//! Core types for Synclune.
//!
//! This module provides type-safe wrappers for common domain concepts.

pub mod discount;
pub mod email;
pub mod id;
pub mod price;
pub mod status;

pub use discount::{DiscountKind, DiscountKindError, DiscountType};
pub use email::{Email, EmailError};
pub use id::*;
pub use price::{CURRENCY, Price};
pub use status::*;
---
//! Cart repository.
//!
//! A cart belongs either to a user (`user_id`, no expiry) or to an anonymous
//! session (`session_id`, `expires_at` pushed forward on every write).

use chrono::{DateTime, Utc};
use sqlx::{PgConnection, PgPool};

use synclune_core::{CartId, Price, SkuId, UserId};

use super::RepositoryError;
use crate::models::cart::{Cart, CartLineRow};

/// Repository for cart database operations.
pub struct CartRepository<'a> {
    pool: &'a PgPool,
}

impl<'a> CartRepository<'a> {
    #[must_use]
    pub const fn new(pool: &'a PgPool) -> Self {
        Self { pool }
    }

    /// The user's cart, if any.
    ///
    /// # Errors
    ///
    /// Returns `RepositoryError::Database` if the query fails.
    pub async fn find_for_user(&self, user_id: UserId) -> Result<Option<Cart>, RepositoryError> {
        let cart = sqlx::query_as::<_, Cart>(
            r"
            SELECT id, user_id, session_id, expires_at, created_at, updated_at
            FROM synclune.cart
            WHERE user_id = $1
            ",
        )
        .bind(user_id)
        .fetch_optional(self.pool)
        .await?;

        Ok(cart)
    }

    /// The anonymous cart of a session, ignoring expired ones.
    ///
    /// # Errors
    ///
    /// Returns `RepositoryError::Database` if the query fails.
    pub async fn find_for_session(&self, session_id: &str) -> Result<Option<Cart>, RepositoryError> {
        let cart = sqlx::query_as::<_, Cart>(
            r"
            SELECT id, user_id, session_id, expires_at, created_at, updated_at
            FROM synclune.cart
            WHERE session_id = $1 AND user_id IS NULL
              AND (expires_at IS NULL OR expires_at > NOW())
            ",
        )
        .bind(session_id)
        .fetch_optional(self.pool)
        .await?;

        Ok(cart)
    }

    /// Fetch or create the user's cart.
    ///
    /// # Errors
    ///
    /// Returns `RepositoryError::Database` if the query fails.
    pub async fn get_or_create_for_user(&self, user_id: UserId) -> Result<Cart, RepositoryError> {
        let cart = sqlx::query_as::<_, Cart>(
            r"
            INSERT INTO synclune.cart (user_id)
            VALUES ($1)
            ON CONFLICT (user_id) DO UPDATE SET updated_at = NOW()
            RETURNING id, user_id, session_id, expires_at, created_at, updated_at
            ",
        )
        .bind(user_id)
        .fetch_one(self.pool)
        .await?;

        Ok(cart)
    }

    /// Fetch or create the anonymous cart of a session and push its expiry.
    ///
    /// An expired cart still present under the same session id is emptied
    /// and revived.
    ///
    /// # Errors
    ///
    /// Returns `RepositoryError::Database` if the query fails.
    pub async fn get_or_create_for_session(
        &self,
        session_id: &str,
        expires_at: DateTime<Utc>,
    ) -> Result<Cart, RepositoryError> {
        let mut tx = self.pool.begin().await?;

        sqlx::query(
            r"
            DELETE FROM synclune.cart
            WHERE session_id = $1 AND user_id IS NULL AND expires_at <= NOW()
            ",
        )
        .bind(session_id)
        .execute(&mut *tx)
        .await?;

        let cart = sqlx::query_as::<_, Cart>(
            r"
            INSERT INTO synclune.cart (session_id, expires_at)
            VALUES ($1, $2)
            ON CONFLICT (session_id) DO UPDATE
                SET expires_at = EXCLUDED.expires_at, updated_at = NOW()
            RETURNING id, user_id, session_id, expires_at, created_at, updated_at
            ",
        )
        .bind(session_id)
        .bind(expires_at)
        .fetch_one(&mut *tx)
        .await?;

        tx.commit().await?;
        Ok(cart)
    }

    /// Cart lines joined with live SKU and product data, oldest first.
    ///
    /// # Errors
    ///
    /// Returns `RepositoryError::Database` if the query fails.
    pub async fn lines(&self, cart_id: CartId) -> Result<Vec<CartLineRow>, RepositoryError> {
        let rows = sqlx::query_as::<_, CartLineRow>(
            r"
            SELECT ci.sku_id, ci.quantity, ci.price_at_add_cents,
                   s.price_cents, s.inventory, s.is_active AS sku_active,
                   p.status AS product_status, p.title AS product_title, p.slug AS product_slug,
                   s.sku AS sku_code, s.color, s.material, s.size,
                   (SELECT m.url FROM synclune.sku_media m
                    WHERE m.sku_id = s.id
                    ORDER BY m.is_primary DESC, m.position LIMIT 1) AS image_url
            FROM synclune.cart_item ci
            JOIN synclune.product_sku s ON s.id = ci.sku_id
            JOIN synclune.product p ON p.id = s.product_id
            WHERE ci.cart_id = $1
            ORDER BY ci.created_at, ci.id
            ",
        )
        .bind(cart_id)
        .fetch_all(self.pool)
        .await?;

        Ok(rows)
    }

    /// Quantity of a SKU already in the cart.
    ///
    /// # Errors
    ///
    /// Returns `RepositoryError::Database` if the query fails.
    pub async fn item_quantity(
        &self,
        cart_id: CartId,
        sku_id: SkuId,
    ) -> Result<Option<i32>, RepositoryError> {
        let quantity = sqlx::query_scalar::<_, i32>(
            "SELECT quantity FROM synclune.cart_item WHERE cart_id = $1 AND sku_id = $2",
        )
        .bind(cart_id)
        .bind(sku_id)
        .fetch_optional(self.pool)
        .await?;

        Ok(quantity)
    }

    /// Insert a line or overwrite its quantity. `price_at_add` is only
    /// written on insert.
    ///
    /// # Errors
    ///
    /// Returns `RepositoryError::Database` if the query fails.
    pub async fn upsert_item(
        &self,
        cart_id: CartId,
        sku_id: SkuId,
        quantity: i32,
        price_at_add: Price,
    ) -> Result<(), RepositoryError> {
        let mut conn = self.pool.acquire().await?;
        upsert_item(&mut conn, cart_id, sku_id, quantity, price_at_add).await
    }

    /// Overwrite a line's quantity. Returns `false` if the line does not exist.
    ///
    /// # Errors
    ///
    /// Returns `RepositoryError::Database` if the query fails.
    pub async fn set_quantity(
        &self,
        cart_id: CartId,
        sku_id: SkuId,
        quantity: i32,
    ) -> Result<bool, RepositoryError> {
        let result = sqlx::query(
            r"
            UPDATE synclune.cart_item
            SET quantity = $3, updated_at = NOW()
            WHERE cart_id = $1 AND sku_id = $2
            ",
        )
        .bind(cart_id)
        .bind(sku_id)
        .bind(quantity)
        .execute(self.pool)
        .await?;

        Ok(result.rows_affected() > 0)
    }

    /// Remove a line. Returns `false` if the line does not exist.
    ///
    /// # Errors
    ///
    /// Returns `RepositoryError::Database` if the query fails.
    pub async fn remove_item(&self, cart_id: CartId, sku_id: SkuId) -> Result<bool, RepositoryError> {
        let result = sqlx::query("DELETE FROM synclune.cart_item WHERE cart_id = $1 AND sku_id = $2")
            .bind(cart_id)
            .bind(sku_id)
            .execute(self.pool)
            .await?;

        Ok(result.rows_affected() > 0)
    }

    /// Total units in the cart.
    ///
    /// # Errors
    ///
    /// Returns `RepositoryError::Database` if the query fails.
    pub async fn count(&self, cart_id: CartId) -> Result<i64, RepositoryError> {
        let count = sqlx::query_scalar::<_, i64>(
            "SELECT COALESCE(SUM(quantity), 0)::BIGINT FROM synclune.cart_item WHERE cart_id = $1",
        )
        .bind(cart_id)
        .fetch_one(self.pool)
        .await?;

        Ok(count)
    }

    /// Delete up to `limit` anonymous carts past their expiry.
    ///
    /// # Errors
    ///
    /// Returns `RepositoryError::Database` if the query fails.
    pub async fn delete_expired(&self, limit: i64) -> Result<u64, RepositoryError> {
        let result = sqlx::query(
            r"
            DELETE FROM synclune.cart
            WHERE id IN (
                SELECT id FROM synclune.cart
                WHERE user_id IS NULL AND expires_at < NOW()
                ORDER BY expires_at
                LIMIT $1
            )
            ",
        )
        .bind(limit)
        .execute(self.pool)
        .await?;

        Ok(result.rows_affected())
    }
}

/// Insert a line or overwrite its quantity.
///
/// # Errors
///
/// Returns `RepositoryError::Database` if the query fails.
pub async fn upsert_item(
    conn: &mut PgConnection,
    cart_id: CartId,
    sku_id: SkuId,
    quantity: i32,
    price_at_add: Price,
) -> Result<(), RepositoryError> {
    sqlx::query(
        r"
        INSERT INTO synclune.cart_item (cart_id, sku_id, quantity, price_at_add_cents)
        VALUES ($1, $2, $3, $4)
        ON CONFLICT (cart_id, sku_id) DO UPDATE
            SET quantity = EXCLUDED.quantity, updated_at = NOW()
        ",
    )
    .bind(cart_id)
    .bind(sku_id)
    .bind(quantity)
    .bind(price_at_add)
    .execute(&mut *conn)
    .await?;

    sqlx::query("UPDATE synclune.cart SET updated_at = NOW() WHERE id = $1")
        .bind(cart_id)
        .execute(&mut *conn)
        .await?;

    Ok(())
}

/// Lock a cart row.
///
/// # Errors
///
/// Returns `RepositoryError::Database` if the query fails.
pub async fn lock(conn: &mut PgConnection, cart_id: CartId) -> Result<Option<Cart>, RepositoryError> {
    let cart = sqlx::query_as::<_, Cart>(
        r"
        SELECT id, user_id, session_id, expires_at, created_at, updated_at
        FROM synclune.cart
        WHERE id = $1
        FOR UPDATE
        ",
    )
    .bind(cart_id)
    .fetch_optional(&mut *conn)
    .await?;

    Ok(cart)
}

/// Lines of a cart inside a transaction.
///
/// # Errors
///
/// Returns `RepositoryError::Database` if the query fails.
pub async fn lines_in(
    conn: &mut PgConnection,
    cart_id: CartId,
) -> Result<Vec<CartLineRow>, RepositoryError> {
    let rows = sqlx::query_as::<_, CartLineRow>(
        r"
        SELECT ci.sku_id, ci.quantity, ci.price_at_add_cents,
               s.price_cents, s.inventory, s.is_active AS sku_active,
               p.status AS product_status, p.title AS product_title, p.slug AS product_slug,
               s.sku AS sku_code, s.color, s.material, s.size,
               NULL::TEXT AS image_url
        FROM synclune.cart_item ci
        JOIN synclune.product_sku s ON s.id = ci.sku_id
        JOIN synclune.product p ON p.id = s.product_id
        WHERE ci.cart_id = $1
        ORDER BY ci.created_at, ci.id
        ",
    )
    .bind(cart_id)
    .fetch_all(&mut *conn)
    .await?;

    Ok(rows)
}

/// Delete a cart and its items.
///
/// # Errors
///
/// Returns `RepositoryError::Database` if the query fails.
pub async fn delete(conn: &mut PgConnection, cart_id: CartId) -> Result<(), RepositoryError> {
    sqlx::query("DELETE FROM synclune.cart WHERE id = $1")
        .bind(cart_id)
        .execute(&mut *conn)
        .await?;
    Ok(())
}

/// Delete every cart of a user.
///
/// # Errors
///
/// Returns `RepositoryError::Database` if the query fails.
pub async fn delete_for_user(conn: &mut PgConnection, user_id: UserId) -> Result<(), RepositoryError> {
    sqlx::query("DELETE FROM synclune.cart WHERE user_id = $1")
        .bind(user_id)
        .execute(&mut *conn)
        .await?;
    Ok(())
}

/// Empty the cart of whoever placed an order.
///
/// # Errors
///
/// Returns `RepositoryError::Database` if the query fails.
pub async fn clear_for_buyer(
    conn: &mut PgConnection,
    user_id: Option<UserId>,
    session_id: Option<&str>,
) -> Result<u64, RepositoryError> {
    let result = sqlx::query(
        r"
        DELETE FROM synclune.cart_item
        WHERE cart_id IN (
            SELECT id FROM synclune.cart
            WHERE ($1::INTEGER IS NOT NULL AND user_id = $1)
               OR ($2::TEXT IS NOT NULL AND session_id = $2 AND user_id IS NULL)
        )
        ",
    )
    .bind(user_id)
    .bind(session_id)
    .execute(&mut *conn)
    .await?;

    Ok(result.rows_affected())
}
---
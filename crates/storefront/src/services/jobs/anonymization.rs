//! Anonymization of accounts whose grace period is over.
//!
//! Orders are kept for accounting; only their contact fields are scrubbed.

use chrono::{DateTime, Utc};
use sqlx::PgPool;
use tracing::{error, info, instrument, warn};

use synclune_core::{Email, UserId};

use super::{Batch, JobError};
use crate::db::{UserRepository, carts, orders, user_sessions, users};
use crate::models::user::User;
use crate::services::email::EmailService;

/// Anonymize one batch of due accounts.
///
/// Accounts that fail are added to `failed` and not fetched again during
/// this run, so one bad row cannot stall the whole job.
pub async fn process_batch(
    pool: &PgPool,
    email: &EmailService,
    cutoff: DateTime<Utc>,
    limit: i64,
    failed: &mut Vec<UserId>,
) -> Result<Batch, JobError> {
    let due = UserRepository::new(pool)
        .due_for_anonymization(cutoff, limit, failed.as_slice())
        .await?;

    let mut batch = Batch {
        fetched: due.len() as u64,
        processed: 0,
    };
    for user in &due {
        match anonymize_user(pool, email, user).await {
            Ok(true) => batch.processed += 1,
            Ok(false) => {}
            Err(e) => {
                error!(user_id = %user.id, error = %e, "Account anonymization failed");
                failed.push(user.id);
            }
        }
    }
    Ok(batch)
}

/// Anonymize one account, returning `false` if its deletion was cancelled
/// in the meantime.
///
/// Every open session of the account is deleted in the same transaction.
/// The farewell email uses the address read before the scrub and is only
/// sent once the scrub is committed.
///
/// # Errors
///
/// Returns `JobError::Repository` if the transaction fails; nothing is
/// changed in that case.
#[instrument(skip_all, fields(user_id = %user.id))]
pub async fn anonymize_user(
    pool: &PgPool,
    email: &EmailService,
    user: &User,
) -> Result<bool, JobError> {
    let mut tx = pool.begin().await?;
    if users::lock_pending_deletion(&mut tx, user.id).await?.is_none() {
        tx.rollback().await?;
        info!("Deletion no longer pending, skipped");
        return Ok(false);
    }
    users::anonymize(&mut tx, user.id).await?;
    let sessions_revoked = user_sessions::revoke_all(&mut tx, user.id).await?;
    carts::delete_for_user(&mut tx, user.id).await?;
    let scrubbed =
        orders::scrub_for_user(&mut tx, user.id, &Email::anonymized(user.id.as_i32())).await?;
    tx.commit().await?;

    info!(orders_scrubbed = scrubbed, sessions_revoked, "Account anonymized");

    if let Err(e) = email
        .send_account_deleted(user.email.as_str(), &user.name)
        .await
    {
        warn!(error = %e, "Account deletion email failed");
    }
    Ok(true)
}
---
■ Problem requirements
The lines holding the word "slug" are the answer. Find them in the entries and copy them.

■ Task solution
                   p.status AS product_status, p.title AS product_title, p.slug AS product_slug,
               p.status AS product_status, p.title AS product_title, p.slug AS product_slug,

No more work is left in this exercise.